Unitization and metric completion are both left adjoint functors, as are may other "-tion" operations in mathematics, such as localization or abelianization. Specifically, there is a forgetful functor from unital algebras to nonunital algebras (including norms is not particularly important here), and unitization is its left adjoint. Conceptually this means that it is in some sense the "freest" or "laziest" way of adding a unit to a nonunital algebra. (It's important to keep in mind that "nonunital" means "not necessarily having a unit" here.)

An important difference between unitization and metric completion is that the inclusion of complete metric spaces into all metric spaces is fully faithful, but the inclusion of unital algebras into nonunital algebras is not. This is responsible for your observation that when you complete a complete thing nothing happens, but when you unitize a unital thing you get something different. One of the relevant keywords here is idempotent monad.

One way of thinking geometrically about what unitization accomplishes is to apply the commutative Gelfand-Naimark theorem to nonunital C*-algebras.
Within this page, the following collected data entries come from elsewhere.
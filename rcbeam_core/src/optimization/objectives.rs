//! Objectives of a candidate design: cost, weight, embodied carbon and a
//! constructability score. All are minimised.
//!
//! Quantities are taken over the span, or over one metre of beam when the
//! span is unknown.

use serde::{Deserialize, Serialize};

use crate::calculations::detailing::bar_selection::clear_spacing_required;
use crate::calculations::detailing::DetailingResult;
use crate::materials::CONCRETE_DENSITY_KG_M3;
use crate::section::Section;
use crate::settings::DetailingSettings;

/// Constructability penalty per distinct bar diameter
const DIAMETER_PENALTY: f64 = 1.0;
/// Penalty per layer beyond the first
const LAYER_PENALTY: f64 = 2.0;
/// Penalty per main bar
const BAR_PENALTY: f64 = 0.25;
/// Clear spacing below this multiple of the minimum counts as congested
const CONGESTION_RATIO: f64 = 1.5;
const CONGESTION_PENALTY: f64 = 1.0;
/// Penalty per stirrup per metre
const STIRRUP_DENSITY_PENALTY: f64 = 0.1;

/// Concrete price at one grade.
#[derive(Debug, Clone, Copy, PartialEq, Serialize, Deserialize)]
pub struct GradeRate {
    pub fck_mpa: f64,
    /// Cost per m³
    pub rate: f64,
}

/// Unit rates. Costs are in an abstract currency unit.
#[derive(Debug, Clone, PartialEq, Serialize, Deserialize)]
#[serde(default)]
pub struct CostRates {
    /// Concrete rate by grade, interpolated and clamped at the ends
    pub concrete_per_m3: Vec<GradeRate>,
    /// Reinforcement supply, per kg
    pub steel_per_kg: f64,
    /// Cutting, bending and fixing as a fraction of the steel rate
    pub labour_factor: f64,
    /// Formwork, per m² of contact area
    pub formwork_per_m2: f64,
}

impl Default for CostRates {
    fn default() -> Self {
        let grade = |fck_mpa, rate| GradeRate { fck_mpa, rate };
        CostRates {
            concrete_per_m3: vec![
                grade(20.0, 5000.0),
                grade(25.0, 5400.0),
                grade(30.0, 5800.0),
                grade(35.0, 6200.0),
                grade(40.0, 6700.0),
            ],
            steel_per_kg: 70.0,
            labour_factor: 0.15,
            formwork_per_m2: 450.0,
        }
    }
}

impl CostRates {
    /// Concrete rate for grade `fck_mpa`
    pub fn concrete_rate(&self, fck_mpa: f64) -> f64 {
        let mut points = self.concrete_per_m3.clone();
        points.sort_by(|a, b| a.fck_mpa.total_cmp(&b.fck_mpa));
        let (Some(first), Some(last)) = (points.first(), points.last()) else {
            return 0.0;
        };
        if fck_mpa <= first.fck_mpa {
            return first.rate;
        }
        if fck_mpa >= last.fck_mpa {
            return last.rate;
        }
        let i = points.partition_point(|p| p.fck_mpa <= fck_mpa);
        let (lo, hi) = (points[i - 1], points[i]);
        lo.rate + (hi.rate - lo.rate) * (fck_mpa - lo.fck_mpa) / (hi.fck_mpa - lo.fck_mpa)
    }
}

/// Embodied carbon factors (kg CO₂e).
#[derive(Debug, Clone, Copy, PartialEq, Serialize, Deserialize)]
pub struct CarbonFactors {
    pub concrete_per_m3: f64,
    pub steel_per_kg: f64,
}

impl Default for CarbonFactors {
    fn default() -> Self {
        CarbonFactors {
            concrete_per_m3: 300.0,
            steel_per_kg: 1.9,
        }
    }
}

/// Weights of the scalar score. Each objective is divided by its best
/// feasible value before weighting.
#[derive(Debug, Clone, Copy, PartialEq, Serialize, Deserialize)]
#[serde(default)]
pub struct ObjectiveWeights {
    pub cost: f64,
    pub weight: f64,
    pub carbon: f64,
    pub constructability: f64,
}

impl Default for ObjectiveWeights {
    fn default() -> Self {
        ObjectiveWeights {
            cost: 1.0,
            weight: 0.0,
            carbon: 0.0,
            constructability: 0.0,
        }
    }
}

/// Objective values of one candidate.
#[derive(Debug, Clone, Copy, PartialEq, Serialize, Deserialize)]
pub struct Objectives {
    pub cost: f64,
    /// Steel plus concrete (kg)
    pub weight_kg: f64,
    #[serde(default, skip_serializing_if = "Option::is_none")]
    pub carbon_kg: Option<f64>,
    /// Lower is easier to build
    pub constructability: f64,
}

impl Objectives {
    /// Objective vector used for dominance, in a fixed order
    pub fn vector(&self) -> Vec<f64> {
        let mut v = vec![self.cost, self.weight_kg];
        v.extend(self.carbon_kg);
        v.push(self.constructability);
        v
    }

    /// Weighted score against reference (best) values
    pub fn score(&self, weights: &ObjectiveWeights, reference: &Objectives) -> f64 {
        let ratio = |value: f64, best: f64| if best > 0.0 { value / best } else { value };
        let mut score = weights.cost * ratio(self.cost, reference.cost)
            + weights.weight * ratio(self.weight_kg, reference.weight_kg)
            + weights.constructability * ratio(self.constructability, reference.constructability);
        if let (Some(c), Some(best)) = (self.carbon_kg, reference.carbon_kg) {
            score += weights.carbon * ratio(c, best);
        }
        score
    }

    /// Component-wise minimum over `all`; None when empty
    pub fn best_of<'a>(all: impl IntoIterator<Item = &'a Objectives>) -> Option<Objectives> {
        all.into_iter().copied().reduce(|a, b| Objectives {
            cost: a.cost.min(b.cost),
            weight_kg: a.weight_kg.min(b.weight_kg),
            carbon_kg: match (a.carbon_kg, b.carbon_kg) {
                (Some(x), Some(y)) => Some(x.min(y)),
                (x, y) => x.or(y),
            },
            constructability: a.constructability.min(b.constructability),
        })
    }
}

/// Quantities of one beam.
#[derive(Debug, Clone, Copy, PartialEq, Serialize, Deserialize)]
pub struct Quantities {
    pub length_m: f64,
    pub concrete_m3: f64,
    pub steel_kg: f64,
    pub formwork_m2: f64,
}

impl Quantities {
    pub fn measure(section: &Section, span_mm: Option<f64>, detailing: &DetailingResult) -> Self {
        let length_m = span_mm.map_or(1.0, |s| s / 1000.0);
        // Soffit and both sides; the slab forms the top of a flanged beam
        let sides = match section.flange {
            Some(flange) => section.overall_depth_mm - flange.thickness_mm,
            None => section.overall_depth_mm,
        };
        Quantities {
            length_m,
            concrete_m3: section.gross_area_mm2() / 1.0e6 * length_m,
            steel_kg: detailing.steel_mass_kg_per_m * length_m,
            formwork_m2: (section.width_mm + 2.0 * sides) / 1000.0 * length_m,
        }
    }
}

pub fn cost(q: &Quantities, fck_mpa: f64, rates: &CostRates) -> f64 {
    q.concrete_m3 * rates.concrete_rate(fck_mpa)
        + q.steel_kg * rates.steel_per_kg * (1.0 + rates.labour_factor)
        + q.formwork_m2 * rates.formwork_per_m2
}

pub fn weight_kg(q: &Quantities) -> f64 {
    q.steel_kg + q.concrete_m3 * CONCRETE_DENSITY_KG_M3
}

pub fn carbon_kg(q: &Quantities, factors: &CarbonFactors) -> f64 {
    q.concrete_m3 * factors.concrete_per_m3 + q.steel_kg * factors.steel_per_kg
}

/// Constructability score: distinct diameters, extra layers, bar count,
/// congested layers and stirrup density.
pub fn constructability(detailing: &DetailingResult, settings: &DetailingSettings) -> f64 {
    let faces = [&detailing.top, &detailing.bottom];
    let mut diameters: Vec<u32> = faces
        .iter()
        .filter_map(|f| f.combination())
        .flat_map(|c| c.groups.iter().map(|g| g.diameter_mm))
        .collect();
    diameters.sort_unstable();
    diameters.dedup();

    let mut score = DIAMETER_PENALTY * diameters.len() as f64;
    for plan in faces.iter().filter_map(|f| f.plan.as_ref()) {
        score += LAYER_PENALTY * plan.layers.len().saturating_sub(1) as f64;
        score += BAR_PENALTY * plan.combination.bar_count() as f64;
        let congested = plan.layers.iter().any(|layer| {
            layer.bar_count() > 1
                && layer.clear_spacing_mm
                    < CONGESTION_RATIO * clear_spacing_required(layer.max_diameter(), settings)
        });
        if congested {
            score += CONGESTION_PENALTY;
        }
    }
    let stirrups_per_m = detailing
        .stirrups
        .iter()
        .map(|z| 1000.0 / z.spacing_mm)
        .fold(0.0, f64::max);
    score + STIRRUP_DENSITY_PENALTY * stirrups_per_m
}

#[cfg(test)]
mod tests {
    use super::*;

    #[test]
    fn test_concrete_rate_interpolates_and_clamps() {
        let rates = CostRates::default();
        assert_eq!(rates.concrete_rate(25.0), 5400.0);
        assert_eq!(rates.concrete_rate(27.5), 5600.0);
        assert_eq!(rates.concrete_rate(15.0), 5000.0);
        assert_eq!(rates.concrete_rate(60.0), 6700.0);
        assert_eq!(CostRates { concrete_per_m3: vec![], ..CostRates::default() }.concrete_rate(25.0), 0.0);
    }

    #[test]
    fn test_score_normalised() {
        let best = Objectives {
            cost: 100.0,
            weight_kg: 1000.0,
            carbon_kg: None,
            constructability: 4.0,
        };
        let other = Objectives {
            cost: 120.0,
            ..best
        };
        let weights = ObjectiveWeights::default();
        assert_eq!(best.score(&weights, &best), 1.0);
        assert!((other.score(&weights, &best) - 1.2).abs() < 1e-12);
    }

    #[test]
    fn test_vector_includes_carbon_when_present() {
        let o = Objectives {
            cost: 1.0,
            weight_kg: 2.0,
            carbon_kg: Some(3.0),
            constructability: 4.0,
        };
        assert_eq!(o.vector(), vec![1.0, 2.0, 3.0, 4.0]);
        assert_eq!(Objectives { carbon_kg: None, ..o }.vector(), vec![1.0, 2.0, 4.0]);
    }

    #[test]
    fn test_best_of() {
        let a = Objectives {
            cost: 1.0,
            weight_kg: 5.0,
            carbon_kg: None,
            constructability: 3.0,
        };
        let b = Objectives {
            cost: 2.0,
            weight_kg: 4.0,
            carbon_kg: None,
            constructability: 3.5,
        };
        let best = Objectives::best_of([&a, &b]).unwrap();
        assert_eq!((best.cost, best.weight_kg, best.constructability), (1.0, 4.0, 3.0));
        assert!(Objectives::best_of(std::iter::empty()).is_none());
    }
}
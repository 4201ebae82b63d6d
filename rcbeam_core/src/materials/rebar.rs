//! Reinforcing bar catalogue
//!
//! Standard bar diameters per IS 1786 with nominal areas and unit masses.

use std::f64::consts::PI;

/// Density of reinforcing steel (kg/m³)
pub const STEEL_DENSITY_KG_M3: f64 = 7850.0;

/// Standard bar diameters (mm), ascending
pub const STANDARD_DIAMETERS: [u32; 11] = [6, 8, 10, 12, 16, 20, 25, 28, 32, 36, 40];

/// Is `diameter_mm` a standard bar size
pub fn is_standard_diameter(diameter_mm: u32) -> bool {
    STANDARD_DIAMETERS.contains(&diameter_mm)
}

/// Nominal cross-sectional area πφ²/4 (mm²)
pub fn bar_area_mm2(diameter_mm: u32) -> f64 {
    let d = diameter_mm as f64;
    PI * d * d / 4.0
}

/// Area of `count` bars of one diameter (mm²)
pub fn bars_area_mm2(diameter_mm: u32, count: u32) -> f64 {
    count as f64 * bar_area_mm2(diameter_mm)
}

/// Mass per metre of one bar (kg/m), ≈ φ² / 162.2
pub fn unit_mass_kg_per_m(diameter_mm: u32) -> f64 {
    bar_area_mm2(diameter_mm) * 1.0e-6 * STEEL_DENSITY_KG_M3
}

/// Convert a steel area (mm²) running one metre into mass (kg)
pub fn area_to_mass_kg_per_m(area_mm2: f64) -> f64 {
    area_mm2 * 1.0e-6 * STEEL_DENSITY_KG_M3
}

#[cfg(test)]
mod tests {
    use super::*;

    #[test]
    fn test_bar_area() {
        assert!((bar_area_mm2(16) - 201.06).abs() < 0.01);
        assert!((bar_area_mm2(8) - 50.27).abs() < 0.01);
    }

    #[test]
    fn test_unit_mass_matches_rule_of_thumb() {
        for d in STANDARD_DIAMETERS {
            let rule = (d * d) as f64 / 162.2;
            assert!((unit_mass_kg_per_m(d) - rule).abs() / rule < 0.001);
        }
    }

    #[test]
    fn test_standard_diameters() {
        assert!(is_standard_diameter(20));
        assert!(!is_standard_diameter(18));
        assert!(STANDARD_DIAMETERS.windows(2).all(|w| w[0] < w[1]));
    }
}
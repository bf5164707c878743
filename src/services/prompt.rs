// src/services/prompt.rs
use serde::Serialize;

use crate::message::Language;

/// The only helpline number RationBot may ever hand out.
pub const SUPPORT_NUMBER: &str = "1234";

const SUPPORT_PLACEHOLDER: &str = "{support}";

#[derive(Clone, Copy, Debug, PartialEq, Eq, Serialize)]
#[serde(rename_all = "lowercase")]
pub enum Role {
    System,
    User,
}

#[derive(Clone, Debug, PartialEq, Eq, Serialize)]
pub struct PromptMessage {
    pub role: Role,
    pub content: String,
}

impl PromptMessage {
    fn system(content: impl Into<String>) -> Self {
        Self { role: Role::System, content: content.into() }
    }

    fn user(content: impl Into<String>) -> Self {
        Self { role: Role::User, content: content.into() }
    }
}

struct Template {
    body: &'static str,
    context_label: &'static str,
    examples: Option<&'static str>,
}

const ENGLISH: Template = Template {
    body: r#"You are "RationBot" - a friendly ration distribution assistant. Help users with the Smart Ration Distribution System.

Core Functions:
- Check product availability (rice, sugar, oil, dhal)
- Guide through login, OTP, and fingerprint verification
- Track delivery status
- Explain payment options (UPI, cash, card)
- Share monthly ration updates and eligibility info

CRITICAL INFORMATION:
- Support/Helpline Number: EXACTLY {support} ONLY (Toll Free)
- Never give any other number, ONLY {support}
- This is the official toll-free helpline number

Speaking Style:
- Be polite (use Anna, Akka, Sir, Madam appropriately)
- Friendly and helpful
- Keep responses concise
- Use emojis when appropriate 😊📦🛒
- Respond in Tanglish (Tamil written in English letters) - mix Tamil and English naturally
- When asked about support/helpline/contact, always say EXACTLY "{support} (Toll Free)" or in Tanglish "{support} (Toll Free - free-aa call pannunga)""#,
    context_label: "Current context",
    examples: Some(
        r#"Example responses in Tanglish:
"Vanakkam! Naan RationBot. Unga ration details sollattuma?"
"Rice stock irukku anna! 25kg available. Order pannunga 🛒"
"Unga delivery truck-la irukku. Innum 15 minutes-la reach aagum 🚚"
"Support venum-na {support} call pannunga anna - Toll Free! 📞"
"Helpline number: {support} (Toll Free) - ethavathu doubt irundha call pannunga 😊""#,
    ),
};

const TAMIL: Template = Template {
    body: r#"நீ "RationBot" - ஒரு நட்பான ரேஷன் உதவியாளர். பயனர்களுக்கு ரேஷன் விநியோக அமைப்பைப் பற்றி உதவ வேண்டும்.

முக்கிய செயல்பாடுகள்:
- பொருட்கள் இருப்பு சரிபார்ப்பு (அரிசி, சர்க்கரை, எண்ணெய், பருப்பு)
- உள்நுழைவு, OTP மற்றும் கைரேகை சரிபார்ப்பில் உதவுதல்
- விநியோக நிலையை கண்காணித்தல்
- கட்டண விருப்பங்கள் விளக்குதல் (UPI, பணம், அட்டை)
- மாதாந்திர ரேஷன் புதுப்பிப்புகள் மற்றும் தகுதி தகவல்

மிக முக்கியம்:
- ஆதரவு / உதவி எண்: EXACTLY {support} மட்டுமே (இலவச எண்)
- வேறு எந்த எண்ணையும் கொடுக்க வேண்டாம், {support} மட்டும் தான்

பேச்சு பாணி:
- மரியாதையாக இருங்கள் (அண்ணா, அக்கா, சார், மேடம் பயன்படுத்தவும்)
- நட்பாகவும் உதவிகரமாகவும் இருங்கள்
- சுருக்கமாக பதிலளிக்கவும்
- தேவைப்பட்டால் emojis பயன்படுத்தவும் 😊📦🛒
- ஆதரவு எண் கேட்கும்போது "{support} (இலவச எண்)" என்று மட்டும் சொல்லவும்"#,
    context_label: "தற்போதைய சூழல்",
    examples: None,
};

const REINFORCEMENT: &str = "MANDATORY FACT: The official support helpline toll-free number is {support}. \
Always respond with EXACTLY '{support} (Toll Free)' when asked about support, helpline, or contact number. \
Do not make up or use any other number.";

fn template(language: Language) -> &'static Template {
    match language {
        Language::En => &ENGLISH,
        Language::Ta => &TAMIL,
    }
}

fn fill(text: &str) -> String {
    text.replace(SUPPORT_PLACEHOLDER, SUPPORT_NUMBER)
}

/// Renders the persona prompt for `language`, with the caller's context appended when present.
pub fn system_prompt(language: Language, context: Option<&str>) -> String {
    let template = template(language);
    let mut prompt = fill(template.body);

    if let Some(context) = context.map(str::trim).filter(|c| !c.is_empty()) {
        prompt.push_str("\n\n");
        prompt.push_str(template.context_label);
        prompt.push_str(": ");
        prompt.push_str(context);
    }

    if let Some(examples) = template.examples {
        prompt.push_str("\n\n");
        prompt.push_str(&fill(examples));
    }

    prompt
}

pub fn reinforcement() -> String {
    fill(REINFORCEMENT)
}

/// Persona prompt, helpline reinforcement, then the user turn last.
pub fn build_messages(language: Language, context: Option<&str>, message: &str) -> Vec<PromptMessage> {
    vec![
        PromptMessage::system(system_prompt(language, context)),
        PromptMessage::system(reinforcement()),
        PromptMessage::user(message),
    ]
}
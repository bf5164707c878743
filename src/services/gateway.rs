// src/services/gateway.rs
use reqwest::{Client, StatusCode};
use serde::{Deserialize, Serialize};
use thiserror::Error;

use super::prompt::PromptMessage;

pub const DEFAULT_GATEWAY_URL: &str = "https://ai.gateway.lovable.dev/v1";
pub const MODEL: &str = "google/gemini-2.5-flash";
pub const TEMPERATURE: f32 = 0.7;
pub const MAX_TOKENS: u32 = 300;

#[derive(Error, Debug)]
pub enum GatewayError {
    #[error("Rate limit exceeded. Please try again later.")]
    RateLimited,

    #[error("Payment required. Please add credits to continue.")]
    PaymentRequired,

    #[error("AI gateway error: status {status}")]
    Upstream { status: StatusCode, body: String },

    #[error("AI gateway returned no completion")]
    EmptyCompletion,

    /// The source error names the upstream URL, so it is logged rather than displayed.
    #[error("AI gateway request failed")]
    Transport(#[from] reqwest::Error),
}

#[derive(Serialize)]
struct CompletionRequest<'a> {
    model: &'a str,
    messages: &'a [PromptMessage],
    temperature: f32,
    max_tokens: u32,
}

#[derive(Deserialize)]
struct CompletionResponse {
    #[serde(default)]
    choices: Vec<Choice>,
}

#[derive(Deserialize)]
struct Choice {
    message: ChoiceMessage,
}

#[derive(Deserialize)]
struct ChoiceMessage {
    #[serde(default)]
    content: Option<String>,
}

/// Client for the hosted chat-completion endpoint.
#[derive(Clone)]
pub struct GatewayClient {
    http: Client,
    base_url: String,
    api_key: String,
}

impl std::fmt::Debug for GatewayClient {
    fn fmt(&self, f: &mut std::fmt::Formatter<'_>) -> std::fmt::Result {
        f.debug_struct("GatewayClient")
            .field("base_url", &self.base_url)
            .finish()
    }
}

impl GatewayClient {
    pub fn new(base_url: impl Into<String>, api_key: impl Into<String>) -> Self {
        Self {
            http: Client::new(),
            base_url: base_url.into().trim_end_matches('/').to_string(),
            api_key: api_key.into(),
        }
    }

    pub fn base_url(&self) -> &str {
        &self.base_url
    }

    /// Sends the conversation and returns the first choice's text. Never retries.
    pub async fn complete(&self, messages: &[PromptMessage]) -> Result<String, GatewayError> {
        let url = format!("{}/chat/completions", self.base_url);
        let body = CompletionRequest {
            model: MODEL,
            messages,
            temperature: TEMPERATURE,
            max_tokens: MAX_TOKENS,
        };

        let response = self
            .http
            .post(&url)
            .bearer_auth(&self.api_key)
            .json(&body)
            .send()
            .await?;

        let status = response.status();
        if !status.is_success() {
            return Err(if status == StatusCode::TOO_MANY_REQUESTS {
                GatewayError::RateLimited
            } else if status == StatusCode::PAYMENT_REQUIRED {
                GatewayError::PaymentRequired
            } else {
                GatewayError::Upstream {
                    status,
                    body: response.text().await.unwrap_or_default(),
                }
            });
        }

        let completion: CompletionResponse = response.json().await?;
        completion
            .choices
            .into_iter()
            .next()
            .and_then(|choice| choice.message.content)
            .ok_or(GatewayError::EmptyCompletion)
    }
}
This says that every nonunital C*-algebra is the algebra of functions vanishing at infinity on some locally compact Hausdorff space $X$. Taking the unitization then gives the algebra of functions on the one-point compactification $\hat{X}$ of $X$. Taking the unitization again gives the algebra of functions on the one-point compactification of $\hat{X}$, which is $\hat{X}$ with a disjoint point added.


I don't remember where I read this, but Gert Pedersen once said something to the effect that "When I was young, the first thing we did with any C*-algebra was to adjoin a unit, but nowadays the first thing we do is remove the unit by tensoring with the compacts." The point is that $\mathcal{A}\otimes \mathcal{K}$ is the "stabilization" of $\mathcal{A}$: it is isomorphic to the $n\times n$ matrices over itself, for any $n$.